Which lines in the records below contain the word "ExtractOptions"? Copy each one.

Stored data entries:
__________________________________________________

use serde::ser::{Serialize, SerializeMap, Serializer};
use std::fmt;

/// 有序的 Header 映射
///
/// 保持文档中的出现顺序；重复的 name 覆盖原位置上的值（后写入者生效）
#[derive(Debug, Clone, PartialEq, Default)]
pub struct Headers {
    entries: Vec<(String, String)>,
}

impl Headers {
    pub fn new() -> Self {
        Self::default()
    }

    /// 插入 header，已存在则覆盖值并保留原位置
    pub fn insert(&mut self, name: impl Into<String>, value: impl Into<String>) {
        let name = name.into();
        let value = value.into();
        match self.entries.iter_mut().find(|(k, _)| *k == name) {
            Some(entry) => entry.1 = value,
            None => self.entries.push((name, value)),
        }
    }

    pub fn get(&self, name: &str) -> Option<&str> {
        self.entries
            .iter()
            .find(|(k, _)| k == name)
            .map(|(_, v)| v.as_str())
    }

    pub fn iter(&self) -> impl Iterator<Item = (&str, &str)> {
        self.entries.iter().map(|(k, v)| (k.as_str(), v.as_str()))
    }

    pub fn len(&self) -> usize {
        self.entries.len()
    }

    pub fn is_empty(&self) -> bool {
        self.entries.is_empty()
    }
}

impl<K: Into<String>, V: Into<String>> FromIterator<(K, V)> for Headers {
    fn from_iter<I: IntoIterator<Item = (K, V)>>(iter: I) -> Self {
        let mut headers = Headers::new();
        for (k, v) in iter {
            headers.insert(k, v);
        }
        headers
    }
}

// 序列化为 mapping，而不是 [[k, v], ...]
impl Serialize for Headers {
    fn serialize<S: Serializer>(&self, serializer: S) -> Result<S::Ok, S::Error> {
        let mut map = serializer.serialize_map(Some(self.entries.len()))?;
        for (k, v) in &self.entries {
            map.serialize_entry(k, v)?;
        }
        map.end()
    }
}

/// 从单个 HTTPSamplerProxy 提取出的测试用例
///
/// 字段顺序即输出文档中的 key 顺序
#[derive(Debug, Clone, PartialEq, serde::Serialize)]
pub struct ApiTestCase {
    /// 采样器的 testname 属性
    pub api_name: String,

    /// 请求头，来自采样器同级 hashTree 中的 HeaderManager
    pub headers: Headers,

    /// HTTP 方法，缺失时为 GET
    pub method: String,

    /// 所有 Argument.value 拼接后的请求体
    pub payload: String,

    /// 期望的状态码（固定值，不从文档读取）
    pub status_code: u16,

    /// 拼接并规范化后的 URL
    pub url: String,

    /// LoopController.loops，缺失或无法解析时为 1
    pub repeat: i64,
}

/// 整个 JMX 文件的转换结果
#[derive(Debug, Clone, PartialEq, Default, serde::Serialize)]
pub struct TestSuite {
    pub api_tests: Vec<ApiTestCase>,
}

impl TestSuite {
    pub fn new(api_tests: Vec<ApiTestCase>) -> Self {
        Self { api_tests }
    }

    pub fn len(&self) -> usize {
        self.api_tests.len()
    }

    pub fn is_empty(&self) -> bool {
        self.api_tests.is_empty()
    }
}

/// 提取时使用的默认值（可由配置文件 [extract] 覆盖）
#[derive(Debug, Clone, PartialEq, serde::Deserialize)]
#[serde(default)]
pub struct ExtractOptions {
    /// 采样器缺少 testname 时使用的名称
    pub default_api_name: String,

    /// 写入每个用例的期望状态码
    pub status_code: u16,
}

impl Default for ExtractOptions {
    fn default() -> Self {
        Self {
            default_api_name: "unknown_api".to_string(),
            status_code: 200,
        }
    }
}

/// 字段解析降级（非致命）
///
/// 只写入日志，不返回给调用方
#[derive(Debug, Clone, PartialEq)]
pub enum FieldWarning {
    /// HeaderManager 中某条 header 没有名字
    HeaderWithoutName { sampler: String },

    /// LoopController.loops 不是整数
    UnparsableLoops { sampler: String, raw: String },

    /// HTTPSampler.port 不是数字
    UnparsablePort { sampler: String, raw: String },

    /// 拼接出的 URL 无法通过校验
    UnparsableUrl { sampler: String, url: String },

    /// 采样器没有 testname 属性
    MissingName,
}

impl fmt::Display for FieldWarning {
    fn fmt(&self, f: &mut fmt::Formatter<'_>) -> fmt::Result {
        match self {
            FieldWarning::HeaderWithoutName { sampler } => {
                write!(f, "sampler '{}': header entry without Header.name skipped", sampler)
            }
            FieldWarning::UnparsableLoops { sampler, raw } => write!(
                f,
                "sampler '{}': LoopController.loops '{}' is not an integer, using 1",
                sampler, raw
            ),
            FieldWarning::UnparsablePort { sampler, raw } => write!(
                f,
                "sampler '{}': HTTPSampler.port '{}' is not a number, ignored",
                sampler, raw
            ),
            FieldWarning::UnparsableUrl { sampler, url } => {
                write!(f, "sampler '{}': assembled url '{}' does not validate", sampler, url)
            }
            FieldWarning::MissingName => write!(f, "sampler without testname attribute"),
        }
    }
}

/// 解析错误类型
#[derive(Debug, thiserror::Error)]
pub enum ParseError {
    /// XML 格式错误或没有根元素
    #[error("Invalid XML: {0}")]
    Xml(#[from] roxmltree::Error),

    /// 上传内容不是 UTF-8
    #[error("Invalid encoding: {0}")]
    Encoding(#[from] std::str::Utf8Error),

    /// IO 错误
    #[error("IO error: {0}")]
    Io(#[from] std::io::Error),
}

/// 解析结果类型别名
pub type ParseResult<T> = Result<T, ParseError>;

#[cfg(test)]
mod tests {
    use super::*;

    fn sample_case() -> ApiTestCase {
        ApiTestCase {
            api_name: "Login".to_string(),
            headers: [("Content-Type", "application/json")].into_iter().collect(),
            method: "POST".to_string(),
            payload: r#"{"user":"a"}"#.to_string(),
            status_code: 200,
            url: "https://api.example.com/v1/login".to_string(),
            repeat: 1,
        }
    }

    #[test]
    fn test_headers_last_write_wins() {
        let mut headers = Headers::new();
        headers.insert("Accept", "text/plain");
        headers.insert("X-Trace", "1");
        headers.insert("Accept", "application/json");

        assert_eq!(headers.len(), 2);
        assert_eq!(headers.get("Accept"), Some("application/json"));
        // 覆盖不改变位置
        let names: Vec<_> = headers.iter().map(|(k, _)| k).collect();
        assert_eq!(names, vec!["Accept", "X-Trace"]);
    }

    #[test]
    fn test_headers_serialize_as_mapping() {
        let headers: Headers = [("B", "2"), ("A", "1")].into_iter().collect();
        let json = serde_json::to_string(&headers).unwrap();
        assert_eq!(json, r#"{"B":"2","A":"1"}"#);
    }

    #[test]
    fn test_empty_headers_serialize_as_empty_mapping() {
        let json = serde_json::to_string(&Headers::new()).unwrap();
        assert_eq!(json, "{}");
    }

    #[test]
    fn test_case_key_order() {
        let json = serde_json::to_string(&sample_case()).unwrap();
        let keys = [
            "api_name",
            "headers",
            "method",
            "payload",
            "status_code",
            "url",
            "repeat",
        ];
        let positions: Vec<_> = keys
            .iter()
            .map(|k| json.find(&format!("\"{}\"", k)).unwrap())
            .collect();
        assert!(positions.windows(2).all(|w| w[0] < w[1]));
    }

    #[test]
    fn test_suite_wraps_api_tests() {
        let suite = TestSuite::new(vec![sample_case()]);
        let value = serde_json::to_value(&suite).unwrap();
        assert_eq!(value["api_tests"][0]["api_name"], "Login");
        assert_eq!(value["api_tests"][0]["status_code"], 200);
        assert_eq!(suite.len(), 1);
        assert!(!suite.is_empty());
    }

    #[test]
    fn test_field_warning_display() {
        let warning = FieldWarning::UnparsableLoops {
            sampler: "Login".to_string(),
            raw: "abc".to_string(),
        };
        assert_eq!(
            warning.to_string(),
            "sampler 'Login': LoopController.loops 'abc' is not an integer, using 1"
        );
    }
}
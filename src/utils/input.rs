use crate::{ConvertError, Result};

const JMX_EXTENSION: &str = ".jmx";

/// 校验上传文件名是否为 .jmx（不区分大小写）
pub fn ensure_jmx_extension(file_name: &str) -> Result<()> {
    let name = file_name.trim();
    let is_jmx = name.len() > JMX_EXTENSION.len()
        && name
            .get(name.len() - JMX_EXTENSION.len()..)
            .is_some_and(|ext| ext.eq_ignore_ascii_case(JMX_EXTENSION));

    if is_jmx {
        Ok(())
    } else {
        Err(ConvertError::InvalidInput(
            "Only .jmx files are allowed".to_string(),
        ))
    }
}
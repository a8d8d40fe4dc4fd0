pub mod config;
pub mod error;
pub mod logger;
pub mod parser;
pub mod server;
pub mod utils;

// Re-export commonly used types
pub use error::{ConvertError, Result};
pub use parser::{ApiTestCase, Extractor, TestSuite, extract};
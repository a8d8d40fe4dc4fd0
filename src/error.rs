use thiserror::Error;

#[derive(Error, Debug)]
pub enum ConvertError {
    #[error("{0}")]
    InvalidInput(String),

    #[error("解析错误: {0}")]
    ParseError(String),

    #[error("IO 错误: {0}")]
    IoError(#[from] std::io::Error),

    #[error("JSON 序列化错误: {0}")]
    JsonError(#[from] serde_json::Error),

    #[error("YAML 序列化错误: {0}")]
    YamlError(#[from] serde_yaml::Error),

    #[error("配置错误: {0}")]
    ConfigError(String),

    #[error("{0}")]
    Other(String),
}

impl ConvertError {
    /// 是否为调用方输入导致的错误（对应 HTTP 4xx）
    pub fn is_client_error(&self) -> bool {
        matches!(self, ConvertError::InvalidInput(_))
    }
}

// Add conversion from anyhow::Error
impl From<anyhow::Error> for ConvertError {
    fn from(err: anyhow::Error) -> Self {
        ConvertError::Other(err.to_string())
    }
}

// Add conversion from parser::ParseError
impl From<crate::parser::ParseError> for ConvertError {
    fn from(err: crate::parser::ParseError) -> Self {
        ConvertError::ParseError(err.to_string())
    }
}

/// Result type for jmx2yaml crate
pub type Result<T> = std::result::Result<T, ConvertError>;
pub mod formatter;
pub mod input;

pub use formatter::{OutputFormat, SuiteFormatter};
pub use input::ensure_jmx_extension;
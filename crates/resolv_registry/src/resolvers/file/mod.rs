//! `file:path//KEY` over plain `KEY=VALUE` files.
//!
//! The line format is the one shell `.env` files use:
//!
//! ```text
//! # comment
//! export DB_HOST = db.internal   # trailing comment
//! DB_PASS="p#ss\tword"
//! GREETING='it\'s here'
//! ```

use std::borrow::Cow;

use resolv_ir::{Error, Result};

use crate::source::{expand_env, read_source, split_source};
use crate::Resolver;

const BOM: char = '\u{feff}';

/// Looks up a key in a `KEY=VALUE` file, or returns the whole file when no
/// key is given.
#[derive(Copy, Clone, Debug, Default)]
pub struct FileResolver;

impl Resolver for FileResolver {
    fn resolve(&self, value: &str) -> Result<String> {
        let (path, key) = split_source(value);
        let path = expand_env(path);
        if path.trim().is_empty() {
            return Err(Error::bad_path("empty file path"));
        }
        if key.is_empty() && value.ends_with("//") {
            return Err(Error::bad_path(format!("empty key after // in {value:?}")));
        }

        let text = read_source(&path, "file")?;
        let text = text.strip_prefix(BOM).unwrap_or(&text);
        if key.is_empty() {
            return Ok(text.trim().to_owned());
        }

        text.lines()
            .filter_map(parse_line)
            .find_map(|(k, v)| (k == key).then_some(v))
            .ok_or_else(|| Error::not_found(format!("key {key:?} in {path:?}")))
    }
}

/// Parse one line into `(key, value)`.
///
/// Returns `None` for blank lines, `#` comments, and lines without a
/// non-empty key before `=`. The value is trimmed again after unquoting, so
/// padding inside quotes does not survive.
pub fn parse_line(line: &str) -> Option<(&str, String)> {
    let line = line.trim();
    if line.is_empty() || line.starts_with('#') {
        return None;
    }
    let line = line.strip_prefix("export ").map_or(line, str::trim_start);
    let (key, value) = line.split_once('=')?;
    let key = key.trim();
    if key.is_empty() {
        return None;
    }
    let value = cut_inline_comment(value.trim());
    Some((key, unquote(value).trim().to_owned()))
}

/// Drop a trailing comment: an unquoted `#` at the start or after whitespace.
fn cut_inline_comment(s: &str) -> &str {
    let (mut in_single, mut in_double) = (false, false);
    let mut after_space = true;
    for (i, c) in s.char_indices() {
        match c {
            '\'' if !in_double => in_single = !in_single,
            '"' if !in_single => in_double = !in_double,
            '#' if !in_single && !in_double && after_space => return s[..i].trim_end(),
            _ => {}
        }
        after_space = c.is_whitespace();
    }
    s
}

/// Strip one pair of matching quotes. Double-quoted values understand
/// `\n \r \t \\ \" \'`; single-quoted values only `\'`.
fn unquote(s: &str) -> Cow<'_, str> {
    if let Some(inner) = s.strip_prefix('"').and_then(|r| r.strip_suffix('"')) {
        Cow::Owned(unescape_double(inner))
    } else if let Some(inner) = s.strip_prefix('\'').and_then(|r| r.strip_suffix('\'')) {
        Cow::Owned(inner.replace("\\'", "'"))
    } else {
        Cow::Borrowed(s)
    }
}

fn unescape_double(s: &str) -> String {
    let mut out = String::with_capacity(s.len());
    let mut chars = s.chars();
    while let Some(c) = chars.next() {
        if c != '\\' {
            out.push(c);
            continue;
        }
        match chars.next() {
            Some('n') => out.push('\n'),
            Some('r') => out.push('\r'),
            Some('t') => out.push('\t'),
            // unknown escapes keep the escaped character; includes \\ \" \'
            Some(other) => out.push(other),
            None => out.push('\\'),
        }
    }
    out
}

__________________________________________________

- RESULT OF THIS TASK -
pub struct ExtractOptions {
impl Default for ExtractOptions {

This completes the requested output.